# OX logging



## missouriboy (May 7, 2012)

What did you guy think of the ox loggers. Its a cool idea but i would think it would take to long to get the logs out and time is money


----------



## chucker (May 7, 2012)

cool idea! soft on natures way!! need more of this type of production!! yes!! time is money, but only if you live in a fast hectic life style! give me simple and slow to where i can fell like ive acomplished something in my day and im happy!! oh yes !!!! the smell of fresh coffee in the morning and satification at bed time..... now i need to go feed my mule....


----------



## sodbreaker (Jun 3, 2012)

chucker said:


> cool idea! soft on natures way!! need more of this type of production!! yes!! time is money, but only if you live in a fast hectic life style! give me simple and slow to where i can fell like ive acomplished something in my day and im happy!! oh yes !!!! the smell of fresh coffee in the morning and satification at bed time..... now i need to go feed my mule....



Agreed 

Last winter I was working in a swamp where a horse would have been ideal. The kinda of conditions where you jump and the tree 30ft over shakes. It would be fun to get my Horses "broke" into the noise of a saw and log with them.

Sod breaker


----------



## Dalmatian90 (Jun 4, 2012)

I <3 Oxen 



> Its a cool idea but i would think it would take to long to get the logs out and time is money



Which is why most animal logging outfits use equines. No doubt they're faster. 

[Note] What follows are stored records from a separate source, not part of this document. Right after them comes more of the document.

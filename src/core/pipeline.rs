use crate::adapters::http::ShopeeClient;
use crate::core::export::{self, ExportFormat};
use crate::core::{ConfigProvider, Pipeline, Product, Storage, TransformResult};
use crate::utils::error::Result;
use std::collections::HashSet;

/// 依設定逐一執行搜尋、去重後匯出
pub struct BestSellerPipeline<S: Storage, C: ConfigProvider> {
    storage: S,
    config: C,
    client: ShopeeClient,
}

impl<S: Storage, C: ConfigProvider> BestSellerPipeline<S, C> {
    pub fn new(storage: S, config: C, client: ShopeeClient) -> Self {
        Self {
            storage,
            config,
            client,
        }
    }
}

/// Keeps the first occurrence of each (shopid, itemid), preserving order.
pub fn dedupe(products: Vec<Product>) -> TransformResult {
    let total = products.len();
    let mut seen = HashSet::new();
    let products: Vec<Product> = products
        .into_iter()
        .filter(|p| seen.insert(p.key()))
        .collect();

    TransformResult {
        duplicates_removed: total - products.len(),
        products,
    }
}

#[async_trait::async_trait]
impl<S: Storage, C: ConfigProvider> Pipeline for BestSellerPipeline<S, C> {
    async fn extract(&self) -> Result<Vec<Product>> {
        let requests = self.config.requests();
        let total = requests.len();
        let mut products = Vec::new();

        for (index, request) in requests.iter().enumerate() {
            if self.client.stop_signal().is_stopped() {
                tracing::warn!("🛑 Stopped before query {}/{}", index + 1, total);
                break;
            }

            let label = request.label.as_deref().unwrap_or("");
            if total > 1 {
                tracing::info!("🔎 Fetching ({}/{}) : {}", index + 1, total, label);
            } else {
                tracing::info!("🔎 Fetching: {}", label);
            }

            let found = self.client.fetch_best_sellers(request).await?;
            tracing::info!("📦 {}: {} products", label, found.len());
            products.extend(found);

            if total > 1 {
                tracing::info!(
                    "Progress: {:.0}%",
                    (index + 1) as f64 / total as f64 * 100.0
                );
            }
        }

        Ok(products)
    }

    async fn transform(&self, data: Vec<Product>) -> Result<TransformResult> {
        let result = dedupe(data);
        if result.duplicates_removed > 0 {
            tracing::debug!("Removed {} duplicate products", result.duplicates_removed);
        }
        Ok(result)
    }

    async fn load(&self, result: &TransformResult) -> Result<String> {
        let output_path = self.config.output_path();
        let format = ExportFormat::from_path(output_path)?;

        let data = export::render(&result.products, format)?;
        tracing::debug!("Writing {:?} export ({} bytes) to {}", format, data.len(), output_path);
        self.storage.write_file(output_path, &data).await?;

        Ok(output_path.to_string())
    }

    fn was_stopped(&self) -> bool {
        self.client.stop_signal().is_stopped()
    }
}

Oxen are cheaper all around (feed, foot care, vets, simpler tack, sell 'em for burger v. hiring a backhoe to dig a hole) and easier to train (both the cattle and the human) to be trustworthy. 

But once you move much beyond the subsistence or hobby farm, horses outperform them even if they cost more and are higher strung.


----------



## KYLogger (Jun 9, 2012)

Oxen were used up to teens or early twenties around here, they were switched out for equids (that's educated hillbilly for critters of the equine persuasion) I know several sixty year old guys that logged with horses for a living well into the eighties'. Skidders were expensive and rare and horses were safer and more productive on steep ground than a farm tractor.

Tom


----------



## Dalmatian90 (Jun 12, 2012)

Somewhere, some grad student could write an interesting thesis on whether that switch in Kentucky hills from oxen to horses occurring circa 1920 was driven by:
a) Folks own economic situation improving;
b) Horses becoming more affordable as they started to be displaced in the cities and some leading-edge farms by internal combustion;
c) Both?

U.S. horse population peaked in 1915.

1920 19,767,161 Horses + 5,432,391 Mules
1930 13,510,839 Horses + 5,375,017 Mules
1940 10,086,971 Horses + 3,844,560 Mules
1950 5,401,646 Horses + 2,202,264 Mules
1959 2,955,256 Total, all equines

I through the 40 & 50s in there...because our total equine population today in the U.S. is over 9.5 Million now...the most since before 1950!

That's a lotta hayburners as pets!


----------